Pada 2016, meskipun belum terbit Peraturan Presiden Nomor 4 tahun 2016 tentang Percepatan Pembangunan Infrastruktur Ketenagalistrikan yang menugaskan PT PLN menyelenggarakan Pembangunan Infrastruktur Kelistrikan (PIK), dalam pertemuan tersebut diduga Sofyan telah menunjuk Johannes Kotjo untuk mengerjakan proyek di Riau (PLTU Riau-1) karena untuk PLTU di Jawa sudah penuh dan sudah ada kandidat.

Kemudian, PLTU Riau-1 dengan kapasitas 2x300 MW masuk dalam Rencana Umum Penyediaan Tenaga Listrik (RUPTL) PLN.

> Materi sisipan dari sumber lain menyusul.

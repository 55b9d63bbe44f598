//! Startup orchestration.
//!
//! # Responsibilities
//! - Resolve the role's configuration and listener ports
//! - Connect to metadata, then build every shared collaborator
//! - Assign identity (and storage backend for the store role)
//! - Construct the role host through its factory
//!
//! # Design Decisions
//! - Fail fast: any startup error is returned to the caller, who decides to exit
//! - Steps run in order, never concurrently
//! - No listener is bound here; that is the starter's job, after this returns

use std::sync::Arc;

use crate::bootstrap::bundle::ServiceBundle;
use crate::bootstrap::error::BootstrapError;
use crate::collaborators::{
    BypassAuthManager, DynamicConfigClient, HardwareInfoReader, MetadataClient,
    MetadataServiceClient, UuidResolver,
};
use crate::config::ServerConfig;
use crate::host::{HostFactory, RoleHost, TransportChannel};
use crate::net::PortAssignment;
use crate::observability::MetricsReporter;
use crate::service::{resolve_identity, ServiceRole};
use crate::storage::{StorageBackendSelection, StorageOverrides};

/// Output of a successful bootstrap, consumed by the service starter.
pub struct Bootstrapped {
    pub host: Arc<dyn RoleHost>,
    pub channels: Vec<TransportChannel>,
    pub bundle: Arc<ServiceBundle>,
}

/// Run the bootstrap for `role`.
pub async fn bootstrap(
    role: ServiceRole,
    config: &ServerConfig,
    overrides: &StorageOverrides,
    factory: &dyn HostFactory,
) -> Result<Bootstrapped, BootstrapError> {
    let profile = role.profile();

    let resolved = config.resolve(role);
    tracing::debug!(role = %role, port = resolved.role.port, "Resolved role configuration");

    let ports = PortAssignment::derive(&resolved.role)
        .map_err(|source| BootstrapError::Ports { role, source })?;
    tracing::debug!(role = %role, ?ports, "Derived listener ports");

    let metadata: Arc<dyn MetadataClient> = Arc::new(
        MetadataServiceClient::connect(&resolved.metadata)
            .await
            .map_err(|source| BootstrapError::Metadata { role, source })?,
    );

    let hardware = Arc::new(HardwareInfoReader::new(metadata.clone()));
    let reporter = Arc::new(MetricsReporter::new(&resolved.role));
    let dconfig = Arc::new(DynamicConfigClient::new(
        role.service_name(),
        resolved.dynamic.clone(),
    ));
    tracing::debug!(role = %role, host = reporter.host(), "Shared collaborators constructed");

    let identity = resolve_identity(role, &resolved.storage);
    let storage = profile
        .selects_backend
        .then(|| StorageBackendSelection::resolve(overrides, &resolved.storage));
    if let Some(selection) = &storage {
        tracing::info!(
            role = %role,
            backend = selection.kind.map(|k| k.token()).unwrap_or("default"),
            base_dir = ?selection.base_dir,
            "Resolved storage backend"
        );
    }

    let bundle = Arc::new(ServiceBundle {
        identity,
        ports,
        transport: resolved.transport.clone(),
        resolver: Arc::new(UuidResolver::new(metadata.clone())),
        auth: Arc::new(BypassAuthManager),
        metadata,
        hardware,
        reporter,
        dconfig,
        config: resolved.role,
    });

    let (host, channels) = factory.build(bundle.clone(), storage);

    bundle.reporter.bootstrap_completed();
    tracing::info!(
        role = %role,
        service = host.service_name(),
        uuid = bundle.identity.uuid(),
        primary = ports.primary,
        diagnostic = ports.diagnostic,
        channels = channels.len(),
        "Bootstrap complete"
    );

    Ok(Bootstrapped {
        host,
        channels,
        bundle,
    })
}
//! HTTP surfaces of a node.
//!
//! # Data Flow
//! ```text
//! bound TcpListener
//!     → serve() (axum, tracing layer, graceful shutdown)
//!     → websocket.rs   (role stream handlers on websocket_port)
//!     → diagnostic.rs  (introspection on primary + 10000)
//! ```

pub mod diagnostic;
pub mod websocket;

use axum::Router;
use tokio::net::TcpListener;
use tower_http::trace::TraceLayer;

use crate::lifecycle::Shutdown;

pub use diagnostic::{start_diagnostic_server, DiagnosticTarget};
pub use websocket::start_websocket_server;

/// Serve `router` on an already bound listener in the background until shutdown.
pub fn serve(surface: &'static str, listener: TcpListener, router: Router, shutdown: &Shutdown) {
    let signal = shutdown.signalled();
    let app = router.layer(TraceLayer::new_for_http());

    tokio::spawn(async move {
        match axum::serve(listener, app).with_graceful_shutdown(signal).await {
            Ok(()) => tracing::info!(surface, "Listener stopped"),
            Err(e) => tracing::error!(surface, error = %e, "Listener failed"),
        }
    });
}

Johannes Kotjo meminta anak buahnya untuk siap-siap karena sudah dipastikan Riau-1 milik PT Samantaka.

Setelah itu, diduga Sofyan Basir menyuruh salah satu Direktur PT PLN agar "Power Purchase Agreement" (PPA) antara PLN dengan Blackgold Natural Resources dan China Huadian Engineering Co (CHEC) segera direalisasikan.

Sampai dengan Juni 2018, diduga terjadi sejumlah pertemuan yang dihadiri sebagian atau seluruh pihak, yaitu Sofyan, Eni Maulani Saragih, dan Johannes Kotjo serta pihak lain di sejumlah tempat seperti hotel, restoran, kantor PLN, dan rumah Sofyan.

Tersangka Sofyan pun telah mengajukan permohonan praperadilan di Pengadilan Negeri Jakarta Selatan. Sidang perdana praperadilan Sofyan akan digelar pada Senin (20/5).